__Required action__. Search the data for "nodes". Return each matching line.
Given records START
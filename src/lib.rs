//! # Dependency Validator - Static Object-Graph Validation for DI Containers
//!
//! Checks a dependency-injection container's registrations before the
//! container is put into service, catching configuration errors that would
//! otherwise surface at first use.
//!
//! ## What it finds
//!
//! - **RequiredTypesUnknown** - no usable constructor, no constructor that
//!   current registrations can satisfy, or an ambiguous constructor choice
//! - **MissingRegistration** - a component requests a type nothing provides
//! - **CaptiveDependency** - a long-lived component holds a shorter-lived one
//!
//! ## How
//!
//! For every registration the validator computes the exact set of types it
//! will request while being constructed:
//!
//! - **Introspective** components: the container's constructor selection is
//!   emulated step by step (candidate discovery, parameter binding against
//!   known registrations, then the tie-break rule)
//! - **Callback** components: the compiled callback is decoded and its call
//!   graph walked, closures included, collecting every `Resolve<T>` call
//! - **Fixed instances** request nothing
//!
//! The analyzed program is described by an [`Image`]: modules with symbol
//! tables, methods with CIL bodies, heap objects holding closures, and type
//! definitions with their constructors.
//!
//! ## Quick Start
//!
//! ```rust
//! use dependency_validator::prelude::*;
//!
//! let mut image = ImageBuilder::new();
//! let orders = TypeRef::class("App", "OrderService");
//! image.define_type(
//!     orders.clone(),
//!     vec![ConstructorInfo::public(vec![ParameterInfo::new(
//!         "repository",
//!         TypeRef::interface("App", "IOrderRepository"),
//!     )])],
//! );
//!
//! let mut builder = ContainerBuilder::new(image.build());
//! builder.register_type(orders).single_instance();
//! builder.validate_on_build();
//!
//! let err = builder.build().unwrap_err();
//! assert!(err.to_string().contains("Try add: IOrderRepository"));
//! ```
//!
//! ## Attaching validation
//!
//! - [`ValidateOnBuild::validate_on_build`] - fail the build on any error
//! - [`ValidateOnBuild::validate_on_build_filtered`] - fail unless every
//!   error matches a skip predicate
//! - [`ValidateOnBuild::validate_on_build_with`] - hand the result to a
//!   handler, never fail
//!
//! ## Precision
//!
//! Callback analysis over-approximates: calls in dead branches and calls
//! whose result is discarded still count. `Resolve(Type)` calls taking a
//! runtime type are not detected.

mod activator;
mod config;
mod constructor;
mod container;
mod decoder;
mod detector;
mod emit;
mod error;
mod image;
#[cfg(feature = "logging")]
pub mod logging;
pub mod opcode;
mod registry;
mod types;
mod validation;
mod walker;

#[cfg(test)]
mod fixtures;

pub use activator::*;
pub use config::*;
pub use constructor::*;
pub use container::*;
pub use decoder::*;
pub use detector::*;
pub use emit::*;
pub use error::*;
pub use image::*;
pub use registry::*;
pub use types::*;
pub use validation::*;
pub use walker::*;

/// Prelude for convenient imports
pub mod prelude {
    pub use crate::{
        Closure, ConstructionStrategy, ConstructorInfo, Container, ContainerBuilder, ContainerValidationResult,
        DiError, IlEmitter, Image, ImageBuilder, Lifetime, ParameterInfo, Result, TypeRef, ValidateOnBuild,
        ValidationError, ValidationErrorKind, ValidatorConfig,
    };
}

#[cfg(test)]
mod tests {
    use super::*;
    use crate::fixtures::{Host, deps};

    #[test]
    fn test_successful_round_trip() {
        let mut host = Host::new();
        host.builder
            .define_type(TypeRef::class("App", "Deps1"), vec![ConstructorInfo::public(Vec::new())]);
        host.builder.define_type(
            TypeRef::class("App", "SingleDeps"),
            vec![ConstructorInfo::public(vec![ParameterInfo::new("deps1", deps("IDeps1"))])],
        );
        let settings = host.resolve_of(TypeRef::class("App", "Settings"));
        let callback = host.lambda(
            "<Register>b__0_0",
            IlEmitter::new().ldarg_1().call(settings).pop().ret().to_bytes(),
        );

        let mut builder = ContainerBuilder::new(host.build());
        builder
            .register_type(TypeRef::class("App", "Deps1"))
            .as_service(deps("IDeps1"))
            .single_instance();
        builder
            .register_type(TypeRef::class("App", "SingleDeps"))
            .as_service(deps("ISingleDeps"))
            .instance_per_scope();
        builder.register_callback(TypeRef::class("App", "Clock"), callback);
        builder.register_instance(TypeRef::class("App", "Settings")).single_instance();
        builder.validate_on_build();

        let container = builder.build().unwrap();
        let result = container.validate().unwrap();
        assert!(result.is_successful());
        assert!(result.ensure_success().is_ok());
        assert_eq!(result.to_string(), "DI container validation completed successfully!");
    }

    #[test]
    fn test_prelude_covers_common_flow() {
        use crate::prelude::*;

        let mut builder = ContainerBuilder::new(ImageBuilder::new().build());
        builder.register_type(TypeRef::class("App", "Orphan")).single_instance();
        let container = builder.build().unwrap();

        let result: ContainerValidationResult = container.validate().unwrap();
        assert_eq!(result.errors().len(), 1);
        assert_eq!(result.errors()[0].kind(), ValidationErrorKind::RequiredTypesUnknown);
        assert!(matches!(result.ensure_success(), Err(DiError::Validation(_))));
    }
}
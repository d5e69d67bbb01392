//! Web server module.

mod chart;
mod forms;
mod handlers;
mod render;

pub use chart::*;
pub use handlers::*;

use crate::config::ServerConfig;
use crate::db::Store;
use crate::probe::{clamp_timeout_secs, Prober, MAX_TIMEOUT_SECS, MIN_TIMEOUT_SECS};

use axum::{
    extract::DefaultBodyLimit,
    http::header::COOKIE,
    http::HeaderMap,
    routing::{delete, get, post, put},
    Router,
};
use std::net::SocketAddr;
use std::sync::Arc;
use tower_http::cors::{Any, CorsLayer};
use tower_http::trace::TraceLayer;

/// Application state shared across handlers.
#[derive(Clone)]
pub struct AppState {
    pub config: ServerConfig,
    pub store: Arc<Store>,
    pub prober: Prober,
}

/// Web server for urlpulse.
pub struct Server {
    state: AppState,
}

impl Server {
    /// Create a new server with the given dependencies.
    pub fn new(config: ServerConfig, store: Arc<Store>, prober: Prober) -> Self {
        Self {
            state: AppState {
                config,
                store,
                prober,
            },
        }
    }

    /// Build the router with all routes.
    pub fn router(&self) -> Router {
        let cors = CorsLayer::new().allow_origin(Any).allow_methods(Any);

        Router::new()
            // Dashboard
            .route("/", get(handlers::handle_index))
            // API: folders and nodes
            .route("/api/tree", get(handlers::handle_get_tree))
            .route("/api/folders", post(handlers::handle_create_folder))
            .route("/api/folders/{id}", put(handlers::handle_rename_folder))
            .route("/api/folders/{id}", delete(handlers::handle_delete_folder))
            .route("/api/folders/{id}/nodes", post(handlers::handle_create_node))
            .route("/api/nodes/{id}", put(handlers::handle_update_node))
            .route("/api/nodes/{id}", delete(handlers::handle_delete_node))
            // API: probing
            .route("/api/nodes/{id}/test", post(handlers::handle_test_node))
            .route("/api/folders/{id}/test", post(handlers::handle_test_folder))
            // Form routes (HTML dashboard)
            .route("/folders/add", post(forms::handle_form_add_folder))
            .route("/folders/{id}/rename", post(forms::handle_form_rename_folder))
            .route("/folders/{id}/delete", post(forms::handle_form_delete_folder))
            .route(
                "/folders/{id}/duplicate",
                post(forms::handle_form_duplicate_folder),
            )
            .route("/nodes/add", post(forms::handle_form_add_node))
            .route("/nodes/{id}/edit", post(forms::handle_form_edit_node))
            .route("/nodes/{id}/delete", post(forms::handle_form_delete_node))
            .route(
                "/nodes/{id}/duplicate",
                post(forms::handle_form_duplicate_node),
            )
            .route(
                "/nodes/{id}/toggle_active",
                post(forms::handle_form_toggle_active),
            )
            .route("/nodes/bulk_delete", post(forms::handle_form_bulk_delete))
            .route("/nodes/{id}/test/html", post(forms::handle_form_test_node))
            .route(
                "/folders/{id}/test/html",
                post(forms::handle_form_test_folder),
            )
            .route(
                "/folders/{id}/test_selected/html",
                post(forms::handle_form_test_selected),
            )
            .route("/preferences", post(forms::handle_set_preferences))
            // Misc
            .route("/healthz", get(handlers::handle_healthz))
            .route("/favicon.ico", get(handlers::handle_favicon))
            .layer(cors)
            .layer(TraceLayer::new_for_http())
            .layer(DefaultBodyLimit::max(1024 * 1024)) // 1MB
            .with_state(self.state.clone())
    }

    /// Start the server on the configured port.
    pub async fn start(&self) -> Result<(), Box<dyn std::error::Error + Send + Sync>> {
        let addr = SocketAddr::from(([0, 0, 0, 0], self.state.config.http_port));
        let router = self.router();

        tracing::info!("Web server listening on {}", addr);

        let listener = tokio::net::TcpListener::bind(addr).await?;
        axum::serve(listener, router).await?;

        Ok(())
    }
}

/// Per-request preferences read from cookies.
#[derive(Debug, Clone)]
pub struct Prefs {
    pub theme: String,
    pub timeout_secs: u64,
}

/// Read theme and probe timeout preferences from the request cookies.
/// Unknown or out-of-range values fall back to defaults.
pub fn read_prefs(headers: &HeaderMap, config: &ServerConfig) -> Prefs {
    let mut theme = "light".to_string();
    let mut timeout_secs = config
        .default_timeout_secs
        .clamp(MIN_TIMEOUT_SECS, MAX_TIMEOUT_SECS);

    if let Some(value) = headers.get(COOKIE).and_then(|v| v.to_str().ok()) {
        for pair in value.split(';') {
            let pair = pair.trim();
            if let Some(v) = pair.strip_prefix("theme=") {
                if v == "light" || v == "dark" {
                    theme = v.to_string();
                }
            } else if let Some(v) = pair.strip_prefix("timeout=") {
                if let Ok(secs) = v.parse::<i64>() {
                    timeout_secs = clamp_timeout_secs(secs);
                }
            }
        }
    }

    Prefs {
        theme,
        timeout_secs,
    }
}

#[cfg(test)]
mod tests {
    use super::*;
    use axum::http::HeaderValue;

    #[test]
    fn test_read_prefs_defaults() {
        let headers = HeaderMap::new();
        let prefs = read_prefs(&headers, &ServerConfig::default());
        assert_eq!(prefs.theme, "light");
        assert_eq!(prefs.timeout_secs, 10);
    }

    #[test]
    fn test_read_prefs_from_cookies() {
        let mut headers = HeaderMap::new();
        headers.insert(
            COOKIE,
            HeaderValue::from_static("theme=dark; timeout=30; other=x"),
        );
        let prefs = read_prefs(&headers, &ServerConfig::default());
        assert_eq!(prefs.theme, "dark");
        assert_eq!(prefs.timeout_secs, 30);
    }

    #[test]
    fn test_read_prefs_clamps_config_default() {
        let headers = HeaderMap::new();

        let config = ServerConfig {
            default_timeout_secs: 500,
            ..ServerConfig::default()
        };
        let prefs = read_prefs(&headers, &config);
        assert_eq!(prefs.timeout_secs, 120);

        let config = ServerConfig {
            default_timeout_secs: 0,
            ..ServerConfig::default()
        };
        let prefs = read_prefs(&headers, &config);
        assert_eq!(prefs.timeout_secs, 1);
    }

    #[test]
    fn test_read_prefs_clamps_and_rejects() {
        let mut headers = HeaderMap::new();
        headers.insert(COOKIE, HeaderValue::from_static("theme=neon; timeout=999"));
        let prefs = read_prefs(&headers, &ServerConfig::default());
        assert_eq!(prefs.theme, "light");
        assert_eq!(prefs.timeout_secs, 120);
    }
}
//! Bar-chart geometry for test results.
//!
//! Reduces an [`AggregateSummary`] into everything the inline SVG needs:
//! margins, bar rectangles, "nice" y-axis ticks and the average line. Pure
//! computation, no I/O; rendering happens in the template layer.

use crate::probe::AggregateSummary;

const BASE_WIDTH: u64 = 720;
const HEIGHT: u64 = 220;
const MARGIN_LEFT: u64 = 48;
const MARGIN_RIGHT: u64 = 12;
const MARGIN_TOP: u64 = 12;
const MARGIN_BOTTOM: u64 = 28;
const GAP: u64 = 8;
const MIN_BAR_WIDTH: u64 = 3;

/// One bar of the chart.
#[derive(Debug, Clone)]
pub struct Bar {
    pub x: u64,
    pub y: u64,
    pub width: u64,
    pub height: u64,
    pub color: &'static str,
    pub label: String,
    pub ms: u64,
    pub xlabel: String,
    pub show_xlabel: bool,
}

/// A labeled y-axis tick.
#[derive(Debug, Clone)]
pub struct YTick {
    pub y: u64,
    pub label: String,
}

/// Full chart geometry.
#[derive(Debug, Clone)]
pub struct Chart {
    pub width: u64,
    pub height: u64,
    pub series: Vec<Bar>,
    pub y_ticks: Vec<YTick>,
    pub max_ms: u64,
    pub plot_w: u64,
    pub plot_h: u64,
    pub margin_left: u64,
    pub margin_top: u64,
    pub baseline_y: u64,
    pub avg_y: Option<u64>,
    pub x_step: usize,
    pub count_total: usize,
    pub count_measured: usize,
    pub avg_ms: Option<u64>,
}

/// Pick a tick step on a 1-2-5 progression covering `raw`.
fn nice_step(raw: f64) -> u64 {
    if raw <= 0.0 {
        return 1;
    }
    let exp = raw.log10().floor();
    let base = raw / 10f64.powf(exp);
    let nice = if base <= 1.0 {
        1.0
    } else if base <= 2.0 {
        2.0
    } else if base <= 5.0 {
        5.0
    } else {
        10.0
    };
    (nice * 10f64.powf(exp)) as u64
}

/// X-axis labels are thinned out as the bar count grows.
fn x_label_step(n: usize) -> usize {
    if n <= 20 {
        1
    } else if n <= 100 {
        10
    } else if n <= 250 {
        25
    } else if n <= 500 {
        50
    } else {
        100
    }
}

/// Build chart geometry from a summary.
///
/// The width grows beyond the 720px base when needed to keep every bar at
/// least [`MIN_BAR_WIDTH`] wide.
pub fn build_chart(summary: &AggregateSummary) -> Chart {
    let mut dmax: u64 = summary
        .entries
        .iter()
        .filter_map(|e| e.elapsed_ms)
        .max()
        .unwrap_or(0);
    if dmax == 0 {
        dmax = 1;
    }

    // Nice y maximum: round up to a multiple of a 1-2-5 step aiming at ~5 ticks
    let baseline_max = dmax.div_ceil(10) * 10;
    let step = nice_step(baseline_max as f64 / 5.0).max(1);
    let nice_max = dmax.div_ceil(step) * step;

    let n = summary.entries.len().max(1) as u64;
    let required_plot_w = (n + 1) * GAP + n * MIN_BAR_WIDTH;
    let width = BASE_WIDTH.max(MARGIN_LEFT + required_plot_w + MARGIN_RIGHT);
    let plot_w = (width - MARGIN_LEFT - MARGIN_RIGHT).max(1);
    let plot_h = (HEIGHT - MARGIN_TOP - MARGIN_BOTTOM).max(1);

    let y_for = |ms: u64| -> u64 {
        let frac = (ms as f64 / nice_max as f64).clamp(0.0, 1.0);
        MARGIN_TOP + ((1.0 - frac) * plot_h as f64).round() as u64
    };

    let bar_width = MIN_BAR_WIDTH.max((plot_w - (n + 1) * GAP) / n);
    let x_step = x_label_step(summary.entries.len());

    let series: Vec<Bar> = summary
        .entries
        .iter()
        .enumerate()
        .map(|(idx, entry)| {
            let ms = entry.elapsed_ms.unwrap_or(0);
            let y = y_for(ms);
            let index1 = idx + 1;
            Bar {
                x: MARGIN_LEFT + GAP + idx as u64 * (bar_width + GAP),
                y,
                width: bar_width,
                height: MARGIN_TOP + plot_h - y,
                color: entry.color,
                label: if entry.label.is_empty() {
                    index1.to_string()
                } else {
                    entry.label.clone()
                },
                ms,
                xlabel: index1.to_string(),
                show_xlabel: index1 == 1
                    || index1 == summary.entries.len()
                    || index1 % x_step == 0,
            }
        })
        .collect();

    let y_ticks: Vec<YTick> = (0..=nice_max)
        .step_by(step as usize)
        .map(|ms| YTick {
            y: y_for(ms),
            label: format!("{} ms", ms),
        })
        .collect();

    Chart {
        width,
        height: HEIGHT,
        series,
        y_ticks,
        max_ms: nice_max,
        plot_w,
        plot_h,
        margin_left: MARGIN_LEFT,
        margin_top: MARGIN_TOP,
        baseline_y: MARGIN_TOP + plot_h,
        avg_y: summary.avg_ms.map(y_for),
        x_step,
        count_total: summary.count_total,
        count_measured: summary.count_measured,
        avg_ms: summary.avg_ms,
    }
}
Given records END
__Exercise answer__.
            // API: folders and nodes
            .route("/api/folders/{id}/nodes", post(handlers::handle_create_node))
            .route("/api/nodes/{id}", put(handlers::handle_update_node))
            .route("/api/nodes/{id}", delete(handlers::handle_delete_node))
            .route("/api/nodes/{id}/test", post(handlers::handle_test_node))
            .route("/nodes/add", post(forms::handle_form_add_node))
            .route("/nodes/{id}/edit", post(forms::handle_form_edit_node))
            .route("/nodes/{id}/delete", post(forms::handle_form_delete_node))
                "/nodes/{id}/duplicate",
                "/nodes/{id}/toggle_active",
            .route("/nodes/bulk_delete", post(forms::handle_form_bulk_delete))
            .route("/nodes/{id}/test/html", post(forms::handle_form_test_node))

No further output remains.